When I asked my friend in Springfield, IL if I could move into her house when I was plotting my escape from New York, she was ecstatic assuring me "It's cheap and easy here". Then she told me the house cat was preggos and picked the closet of the room I moved into as her birthing room. Okay, I thought. That's cool-this is like real country living.
The night the kittens were born I was pretty hung over. I may have just passed out an hour or two before (the Bitch and I were party buddies-you may recall her from my episode called November 11, 2001) because all I remember is that we suddenly had pookoos (as the Bitch called cats) and kitehs. They were all variations of black and brown stiped tabbies and oh. my. god. they were freaking adorable. When I was told I could pick one, I was on top of the world. I could never have a pet in all the places I had ever lived since moving out of my grandpa's house when I was 18 (where I left behind a horse, two cats, and three dogs...heartbreak). There was one time when my friend Kylie left me her "room", her Subaru and her dog Zeke for a semester when she studied abroad in Mexico. That was amazing. Zeke and I were besties, and we did everything together. The last time I saw him, it was years later and he went right up to me. I cried. I loved that dog.
I decided I would let a kitten choose me. Okay, maybe I thought that, or maybe I thought I just couldn't pick because I literally LOVED THEM ALL. ALL the piggies. They mewed with such sweetness, it felt like the world was just a little sweeter having them around.

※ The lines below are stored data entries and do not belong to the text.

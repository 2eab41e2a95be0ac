pub mod candle;
pub mod config;
pub mod config_loader;
pub mod error;
pub mod labeling;
pub mod risk;
pub mod signal;
pub mod trade;
pub mod traits;

pub use candle::{Candle, OhlcvSeries, PriceColumn};
pub use config::{
    AppConfig, DatabaseConfig, EventContractConfig, PolymarketConfig, RiskControlConfig,
    TimeframeTable,
};
pub use config_loader::ConfigLoader;
pub use error::{SettlementError, StrategyError};
pub use labeling::{add_direction_labels, calculate_single_label};
pub use risk::{calculate_bet, should_trade, DailyStats, RiskConfig};
pub use signal::{Direction, FeaturesUsed, PredictionSignal, SUPPORTED_TIMEFRAMES};
pub use trade::{SettlementCondition, SimulatedTrade, TradeRecord, TradeResult, Venue};
pub use traits::{Strategy, StrategyFactory};
//! Strategy registry.
//!
//! Maps a strategy name to a factory that builds a fresh, unfitted instance.
//! The backtest engine calls the factory once per fold so folds never share
//! model state.

use crate::base_rate::BaseRateStrategy;
use crate::ma_crossover::MaCrossoverStrategy;
use anyhow::{anyhow, Result};
use btc_predictor_core::{Strategy, StrategyFactory};
use std::collections::BTreeMap;
use std::sync::Arc;

pub struct StrategyRegistry {
    factories: BTreeMap<String, StrategyFactory>,
}

impl Default for StrategyRegistry {
    fn default() -> Self {
        Self::new()
    }
}

impl StrategyRegistry {
    /// Creates a new empty registry.
    #[must_use]
    pub fn new() -> Self {
        Self {
            factories: BTreeMap::new(),
        }
    }

    /// Registry with the built-in strategies.
    #[must_use]
    pub fn with_defaults() -> Self {
        let mut registry = Self::new();
        registry.register(crate::ma_crossover::NAME, || {
            Box::new(MaCrossoverStrategy::default())
        });
        registry.register(crate::base_rate::NAME, || Box::new(BaseRateStrategy::default()));
        registry
    }

    /// Registers a factory under `name`, replacing any existing entry.
    pub fn register<F>(&mut self, name: &str, factory: F)
    where
        F: Fn() -> Box<dyn Strategy> + Send + Sync + 'static,
    {
        self.factories.insert(name.to_string(), Arc::new(factory));
    }

    /// Returns the factory registered under `name`.
    ///
    /// # Errors
    /// Returns an error listing the known names if `name` is not registered.
    pub fn get(&self, name: &str) -> Result<StrategyFactory> {
        self.factories.get(name).cloned().ok_or_else(|| {
            anyhow!(
                "unknown strategy '{name}', available: {}",
                self.names().join(", ")
            )
        })
    }

    /// Builds a new instance of `name`.
    ///
    /// # Errors
    /// Returns an error if `name` is not registered.
    pub fn create(&self, name: &str) -> Result<Box<dyn Strategy>> {
        let factory = self.get(name)?;
        Ok(factory())
    }

    #[must_use]
    pub fn contains(&self, name: &str) -> bool {
        self.factories.contains_key(name)
    }

    /// Registered names in sorted order.
    #[must_use]
    pub fn names(&self) -> Vec<&str> {
        self.factories.keys().map(String::as_str).collect()
    }

    #[must_use]
    pub fn len(&self) -> usize {
        self.factories.len()
    }

    #[must_use]
    pub fn is_empty(&self) -> bool {
        self.factories.is_empty()
    }
}

#[cfg(test)]
mod tests {
    use super::*;

    #[test]
    fn test_defaults_registered() {
        let registry = StrategyRegistry::with_defaults();
        assert_eq!(registry.names(), vec!["base_rate", "ma_crossover"]);
        assert_eq!(registry.len(), 2);
    }

    #[test]
    fn test_create_builds_named_strategy() {
        let registry = StrategyRegistry::with_defaults();
        let strategy = registry.create("base_rate").unwrap();
        assert_eq!(strategy.name(), "base_rate");
        assert!(strategy.requires_fitting());
    }

    #[test]
    fn test_unknown_name_lists_available() {
        let registry = StrategyRegistry::with_defaults();
        let err = registry.get("xgboost_v9").err().unwrap();
        let msg = err.to_string();
        assert!(msg.contains("xgboost_v9"));
        assert!(msg.contains("ma_crossover"));
    }

    #[test]
    fn test_factory_builds_independent_instances() {
        use btc_predictor_core::Candle;
        use chrono::{Duration, TimeZone, Utc};

        let registry = StrategyRegistry::with_defaults();
        let factory = registry.get("base_rate").unwrap();
        let start = Utc.with_ymd_and_hms(2025, 1, 1, 0, 0, 0).unwrap();
        let history: Vec<Candle> = (0..200)
            .map(|i| {
                let c = f64::from(i);
                Candle::new(start + Duration::minutes(i64::from(i)), c, c, c, c, 1.0)
            })
            .collect();

        let mut fitted = factory();
        fitted.fit(&history, 5).unwrap();
        let fresh = factory();

        assert!(fitted.predict(&history, 5).is_ok());
        assert!(fresh.predict(&history, 5).is_err());
    }
}
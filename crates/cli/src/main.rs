use clap::{Parser, Subcommand};

mod commands;

use commands::{
    AnalyzeCalibrationArgs, BacktestArgs, ListStrategiesArgs, MergeBacktestsArgs, SettleArgs,
};

#[derive(Parser)]
#[command(name = "btc-predictor")]
#[command(about = "Walk-forward backtesting and simulation for BTC direction predictions", long_about = None)]
struct Cli {
    #[command(subcommand)]
    command: Commands,
}

#[derive(Subcommand)]
enum Commands {
    /// Run a parallel walk-forward backtest for one strategy and timeframe
    Backtest(BacktestArgs),
    /// Merge backtest reports for one strategy and timeframe
    MergeBacktests(MergeBacktestsArgs),
    /// Analyse confidence calibration and drift of a backtest report
    AnalyzeCalibration(AnalyzeCalibrationArgs),
    /// Settle expired simulated trades and prediction signals
    Settle(SettleArgs),
    /// List registered strategies
    ListStrategies(ListStrategiesArgs),
}

#[tokio::main]
async fn main() -> anyhow::Result<()> {
    let cli = Cli::parse();

    tracing_subscriber::fmt()
        .with_env_filter(
            tracing_subscriber::EnvFilter::try_from_default_env()
                .unwrap_or_else(|_| tracing_subscriber::EnvFilter::new("info")),
        )
        .with_writer(std::io::stderr)
        .init();

    match cli.command {
        Commands::Backtest(args) => commands::run_backtest_command(args).await?,
        Commands::MergeBacktests(args) => commands::run_merge_backtests(args)?,
        Commands::AnalyzeCalibration(args) => commands::run_analyze_calibration(args).await?,
        Commands::Settle(args) => commands::run_settle(args).await?,
        Commands::ListStrategies(args) => commands::run_list_strategies(args)?,
    }

    Ok(())
}

#[cfg(test)]
mod tests {
    use super::*;

    #[test]
    fn parses_backtest_with_negative_n_jobs() {
        let cli = Cli::try_parse_from([
            "btc-predictor",
            "backtest",
            "--strategy",
            "base_rate",
            "--timeframe",
            "10",
            "--n-jobs",
            "-1",
            "--data",
            "btc.csv",
        ])
        .unwrap();
        match cli.command {
            Commands::Backtest(args) => {
                assert_eq!(args.n_jobs, -1);
                assert_eq!(args.train_days, 60);
                assert_eq!(args.test_days, 7);
                assert_eq!(args.platform, "binance");
            }
            _ => panic!("expected backtest"),
        }
    }

    #[test]
    fn backtest_requires_strategy() {
        assert!(Cli::try_parse_from(["btc-predictor", "backtest", "--timeframe", "10"]).is_err());
    }

    #[test]
    fn parses_merge_and_list() {
        let cli = Cli::try_parse_from([
            "btc-predictor",
            "merge-backtests",
            "--strategy",
            "ma_crossover",
            "--timeframe",
            "30",
        ])
        .unwrap();
        assert!(matches!(cli.command, Commands::MergeBacktests(ref a) if a.timeframe == 30));

        let cli = Cli::try_parse_from(["btc-predictor", "list-strategies"]).unwrap();
        assert!(matches!(cli.command, Commands::ListStrategies(_)));
    }

    #[test]
    fn parses_settle_defaults() {
        let cli = Cli::try_parse_from([
            "btc-predictor",
            "settle",
            "--db-url",
            "postgres://localhost/btc",
            "--platform",
            "polymarket",
        ])
        .unwrap();
        match cli.command {
            Commands::Settle(args) => {
                assert_eq!(args.platform, "polymarket");
                assert_eq!(args.signal_max_age_hours, 24);
            }
            _ => panic!("expected settle"),
        }
    }
}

We were watching a Lakers game and Kobe Bryant was killing it, as usual. I always had to root for the Lakers because my uncle Mike, who was the closest thing to a male role model in my life, loved them. Kobe scored like his billionth point when one of the kittles jumped up on my lap...and passed right out. I thought my heart was going to burst into a million pieces. One had chosen me. So naturally, I named him Kobe. Koobah Kobray for short. Kobra for even shorter.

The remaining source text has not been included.